O apoio das autoridades da União Europeia (UE) à França na crise dos submarinos deixou ainda mais tensa a relação do bloco com os Estados Unidos, apesar de o presidente Joe Biden ter anunciado nesta segunda-feira a flexibilização das restrições de viagens aos europeus
A tensão gerada pela aliança entre Estados Unidos, Reino Unido e Austrália agitou o ambiente dos encontros que antecedem a abertura da Assembleia Geral da ONU, prevista para esta terça-feira.
Biden, que irá discursar amanhã na reunião multilateral, pretende acelerar a luta contra a pandemia e as mudanças climáticas e alcançar uma posição comum sobre o Afeganistão, onde os talibãs voltaram ao poder após duas décadas de presença americana. Mas a crise com a França ofuscou a atividade diplomática do fórum.
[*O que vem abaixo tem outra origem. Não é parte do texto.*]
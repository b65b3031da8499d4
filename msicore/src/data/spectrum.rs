use std::cmp::Ordering;
use std::fmt;
use std::fmt::{Display, Formatter};

use serde::{Deserialize, Serialize};

use crate::error::{MsiError, Result};

/// Storage layout of the spectra of a spectral image.
#[derive(Clone, Copy, PartialEq, Eq, Debug, Serialize, Deserialize)]
pub enum SpectrumFormat {
    ContinuousProfile,
    ProcessedProfile,
    ContinuousCentroid,
    ProcessedCentroid,
    Unknown,
}

impl Default for SpectrumFormat {
    fn default() -> Self {
        SpectrumFormat::Unknown
    }
}

impl Display for SpectrumFormat {
    fn fmt(&self, f: &mut Formatter<'_>) -> fmt::Result {
        match self {
            SpectrumFormat::ContinuousProfile => write!(f, "ContinuousProfile"),
            SpectrumFormat::ProcessedProfile => write!(f, "ProcessedProfile"),
            SpectrumFormat::ContinuousCentroid => write!(f, "ContinuousCentroid"),
            SpectrumFormat::ProcessedCentroid => write!(f, "ProcessedCentroid"),
            SpectrumFormat::Unknown => write!(f, "Unknown"),
        }
    }
}

/// Overview spectra of a spectral image: one shared axis and three channels.
///
/// # Description
///
/// `sum` holds the summed intensity over all pixels, `mean` the mean intensity and `max`
/// the skyline (per-coordinate maximum). All four vectors have equal length and `x_axis`
/// is sorted ascending.
///
#[derive(Clone, Debug, Default, PartialEq, Serialize, Deserialize)]
pub struct SpectrumSummary {
    pub x_axis: Vec<f64>,
    pub sum: Vec<f64>,
    pub mean: Vec<f64>,
    pub max: Vec<f64>,
}

impl SpectrumSummary {
    pub fn new(x_axis: Vec<f64>, sum: Vec<f64>, mean: Vec<f64>, max: Vec<f64>) -> Result<Self> {
        let n = x_axis.len();
        for (name, len) in [("sum", sum.len()), ("mean", mean.len()), ("max", max.len())] {
            if len != n {
                return Err(MsiError::InvalidInput(format!(
                    "{} channel has {} samples, x axis has {}",
                    name, len, n
                )));
            }
        }
        if let Some(i) = x_axis
            .windows(2)
            .position(|w| matches!(w[0].partial_cmp(&w[1]), None | Some(Ordering::Greater)))
        {
            return Err(MsiError::InvalidInput(format!(
                "x axis is not ascending at index {}: {} after {}",
                i + 1,
                x_axis[i + 1],
                x_axis[i]
            )));
        }
        Ok(SpectrumSummary { x_axis, sum, mean, max })
    }

    pub fn len(&self) -> usize {
        self.x_axis.len()
    }

    pub fn is_empty(&self) -> bool {
        self.x_axis.is_empty()
    }

    /// Smallest and largest coordinate of the axis.
    pub fn range(&self) -> Option<(f64, f64)> {
        if self.x_axis.is_empty() {
            return None;
        }
        Some(
            self.x_axis
                .iter()
                .fold((f64::MAX, f64::MIN), |(lo, hi), x| (lo.min(*x), hi.max(*x))),
        )
    }
}
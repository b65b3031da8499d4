use itertools::izip;
use log::warn;

use crate::data::spectrum::SpectrumSummary;

/// Default number of bins of the global overview spectrum.
pub const DEFAULT_BIN_COUNT: usize = 15000;

/// Merge the overview spectra of several slices onto one shared, binned axis.
///
/// # Description
///
/// The global range spans the first to the last axis value over all slices and is cut into
/// `bins` equal-width bins. Every sample lands in bin `floor((x - min) / bin_size)`, clamped
/// to the valid range. Per bin the axis, sum and mean channels are averaged over the number
/// of contributing samples while the max channel keeps the true maximum. Bins without any
/// sample are dropped, so the result has at most `bins` entries.
///
/// # Arguments
///
/// * `slices` - overview spectra of all slices
/// * `bins` - number of bins
///
/// # Returns
///
/// The binned global spectrum; empty if no slice has samples or `bins` is zero
///
/// # Example
///
/// ```rust
/// # use msicore::algorithm::binning::bin_spectra;
/// # use msicore::data::spectrum::SpectrumSummary;
/// let a = SpectrumSummary::new(vec![100.0], vec![4.0], vec![1.0], vec![4.0]).unwrap();
/// let b = SpectrumSummary::new(vec![100.0], vec![6.0], vec![3.0], vec![6.0]).unwrap();
/// let merged = bin_spectra(&[&a, &b], 10);
/// assert_eq!(merged.sum, vec![5.0]);
/// assert_eq!(merged.max, vec![6.0]);
/// ```
pub fn bin_spectra(slices: &[&SpectrumSummary], bins: usize) -> SpectrumSummary {
    let mut min = f64::MAX;
    let mut max = f64::MIN;
    for slice in slices {
        if let Some((lo, hi)) = slice.range() {
            min = min.min(lo);
            max = max.max(hi);
        }
    }

    if bins == 0 || min > max {
        warn!("Nothing to bin: {} spectra, {} bins", slices.len(), bins);
        return SpectrumSummary::default();
    }

    let bin_size = (max - min) / bins as f64;

    let mut x_acc = vec![0.0; bins];
    let mut sum_acc = vec![0.0; bins];
    let mut mean_acc = vec![0.0; bins];
    let mut max_acc = vec![f64::MIN; bins];
    let mut hits = vec![0usize; bins];

    for slice in slices {
        for (x, s, m, mx) in izip!(&slice.x_axis, &slice.sum, &slice.mean, &slice.max) {
            let j = bin_index(*x, min, bin_size, bins);
            x_acc[j] += x;
            sum_acc[j] += s;
            mean_acc[j] += m;
            max_acc[j] = max_acc[j].max(*mx);
            hits[j] += 1;
        }
    }

    let mut result = SpectrumSummary::default();
    for k in 0..bins {
        if hits[k] == 0 {
            continue;
        }
        let n = hits[k] as f64;
        result.x_axis.push(x_acc[k] / n);
        result.sum.push(sum_acc[k] / n);
        result.mean.push(mean_acc[k] / n);
        result.max.push(max_acc[k]);
    }
    result
}

fn bin_index(x: f64, min: f64, bin_size: f64, bins: usize) -> usize {
    if bin_size <= 0.0 {
        return 0;
    }
    let j = ((x - min) / bin_size).floor();
    if j.is_nan() || j < 0.0 {
        0
    } else if j >= bins as f64 {
        bins - 1
    } else {
        j as usize
    }
}

#[cfg(test)]
mod tests {
    use super::*;
    use rand::rngs::StdRng;
    use rand::{Rng, SeedableRng};

    fn summary(x: Vec<f64>, sum: Vec<f64>, mean: Vec<f64>, max: Vec<f64>) -> SpectrumSummary {
        SpectrumSummary::new(x, sum, mean, max).unwrap()
    }

    #[test]
    fn test_same_coordinate_is_averaged_but_max_is_kept() {
        let a = summary(vec![100.0, 200.0], vec![4.0, 1.0], vec![2.0, 1.0], vec![4.0, 1.0]);
        let b = summary(vec![100.0, 200.0], vec![6.0, 1.0], vec![4.0, 1.0], vec![6.0, 1.0]);
        let merged = bin_spectra(&[&a, &b], 100);

        assert_eq!(merged.len(), 2);
        assert_eq!(merged.x_axis[0], 100.0);
        assert_eq!(merged.sum[0], 5.0);
        assert_eq!(merged.mean[0], 3.0);
        assert_eq!(merged.max[0], 6.0);
        // the upper range bound is clamped into the last bin
        assert_eq!(merged.x_axis[1], 200.0);
    }

    #[test]
    fn test_empty_bins_are_dropped() {
        let a = summary(vec![0.0, 10.0], vec![1.0, 1.0], vec![1.0, 1.0], vec![1.0, 1.0]);
        let b = summary(vec![5.0], vec![1.0], vec![1.0], vec![1.0]);
        let merged = bin_spectra(&[&a, &b], 1000);
        assert_eq!(merged.len(), 3);
        assert!(merged.len() <= 1000);
        assert!(merged.sum.iter().all(|v| *v == 1.0));
    }

    #[test]
    fn test_output_never_exceeds_bin_count() {
        let x: Vec<f64> = (0..500).map(|i| 100.0 + i as f64 * 0.37).collect();
        let ones = vec![1.0; x.len()];
        let a = summary(x.clone(), ones.clone(), ones.clone(), ones.clone());
        let merged = bin_spectra(&[&a], 16);
        assert_eq!(merged.len(), 16);
        assert!(merged.x_axis.windows(2).all(|w| w[0] < w[1]));
    }

    #[test]
    fn test_degenerate_inputs() {
        assert!(bin_spectra(&[], 10).is_empty());
        let single = summary(vec![42.0], vec![3.0], vec![3.0], vec![3.0]);
        let merged = bin_spectra(&[&single, &single], 10);
        assert_eq!(merged.x_axis, vec![42.0]);
        assert_eq!(merged.sum, vec![3.0]);
        assert!(bin_spectra(&[&single], 0).is_empty());
    }

    fn random_summary(rng: &mut StdRng) -> SpectrumSummary {
        let n = rng.gen_range(1..300);
        let start = rng.gen_range(50.0..500.0);
        let mut x = Vec::with_capacity(n);
        let mut at = start;
        for _ in 0..n {
            at += rng.gen_range(0.0..2.0);
            x.push(at);
        }
        let sum: Vec<f64> = (0..n).map(|_| rng.gen_range(0.0..1000.0)).collect();
        let mean: Vec<f64> = sum.iter().map(|s| s / 10.0).collect();
        let max: Vec<f64> = sum.iter().map(|s| s / 2.0).collect();
        summary(x, sum, mean, max)
    }

    #[test]
    fn test_random_slices_bin_into_ascending_axis() {
        let mut rng = StdRng::seed_from_u64(17);
        for _ in 0..50 {
            let slices: Vec<SpectrumSummary> = (0..rng.gen_range(1..6)).map(|_| random_summary(&mut rng)).collect();
            let refs: Vec<&SpectrumSummary> = slices.iter().collect();
            let bins = rng.gen_range(1..400);
            let merged = bin_spectra(&refs, bins);

            let lo = slices.iter().filter_map(|s| s.range()).map(|r| r.0).fold(f64::MAX, f64::min);
            let hi = slices.iter().filter_map(|s| s.range()).map(|r| r.1).fold(f64::MIN, f64::max);
            let peak = slices.iter().flat_map(|s| s.max.iter().copied()).fold(f64::MIN, f64::max);

            assert!(!merged.is_empty());
            assert!(merged.len() <= bins);
            assert_eq!(merged.sum.len(), merged.len());
            assert!(merged.x_axis.windows(2).all(|w| w[0] <= w[1]));
            assert!(merged.x_axis.iter().all(|x| *x >= lo - 1e-9 && *x <= hi + 1e-9));
            assert!(merged.max.iter().all(|m| *m <= peak));
            assert_eq!(merged.max.iter().copied().fold(f64::MIN, f64::max), peak);
        }
    }
}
O presidente do Conselho Europeu, Charles Michel, acusou hoje os Estados Unidos de falta de lealdade, depois que a Austrália cancelou um amplo contrato com a França para comprar submarinos de propulsão nuclear americanos.
“Os princípios mais elementares para os aliados são transparência e confiança e estas andam juntas. Estamos vendo uma clara falta de transparência e lealdade”, disse Michel à imprensa nas Nações Unidas, antes da Assembleia Geral da ONU, em Nova York. Os europeus, disse, precisam “esclarecer e tentar compreender quais são as intenções que estão por trás deste anúncio”.
Michel assegurou que este acordo entre os Estados Unidos, o Reino Unido e a Austrália impulsionará os esforços europeus para construir seu próprio sistema de defesa. Uma decisão assim “não irá contra nossos aliados, mas se somos mais fortes e mais robustos, significa que nossas alianças também serão mais fortes”, acrescentou.
Michel demonstrou certa decepção com Joe Biden, que assumiu a Presidência americana defendendo o reforço das alianças após o período divisivo de seu antecessor, Donald Trump.
Com Trump, “pelo menos estava claro – o tom, a substância, a linguagem – estava muito claro que a União Europeia não era, na sua opinião, um aliado útil”, disse Michel.
Também nesta segunda, a presidente da Comissão Europeia, Ursula von der Leyen, disse à CNN que o tratamento reservado à França pela Austrália no contexto da aliança com os Estados Unidos e o Reino Unido, é “inaceitável” e que o caso requer uma análise profunda.
“Um dos nossos Estados-membros foi tratado de forma inaceitável. Queremos saber o que aconteceu e porque”, disse Von der Leyen, em alusão ao cancelamento do contrato bilionário entre a França e a Austrália.
A Austrália disse compreender a decepção da França, mas que seus submarinos convencionais seriam insuficientes para manter a defesa do país nas próximas décadas em meio às tensões crescentes com a China.
A França se sentiu traída por esta aliança. O ministro francês das Relações Exteriores, Jean-Yves Le Drian, acusou a Austrália de dar uma “punhalada nas costas” e os Estados Unidos de traição.
A chanceler belga, Sophie Wilmes, que também está nas Nações Unidas para participar da Assembleia Geral, descreveu o acordo com uma “bomba, primeiro para a França, mas também para a Europa e para o mundo em nível geoestratégico”. A Europa precisa ter mais voz e ser mais “presente no cenário internacional”, disse.
A ministra manifestou esperança em que haja uma base comum de entendimento entre os chanceleres europeus que estão em Nova York, embora alguns diplomatas tenham assegurado que a França não está buscando um comunicado formal de apoio.
Em um gesto significativo, o governo Biden anunciou que irá levantar as restrições aos viajantes estrangeiros, desde que os mesmos estejam vacinados e se submetam a um teste de Covid. A UE, que precisa da retomada do turismo, relaxou as restrições há meses, mas ameaçou reintroduzi-las caso não houvesse reciprocidade por parte dos Estados Unidos.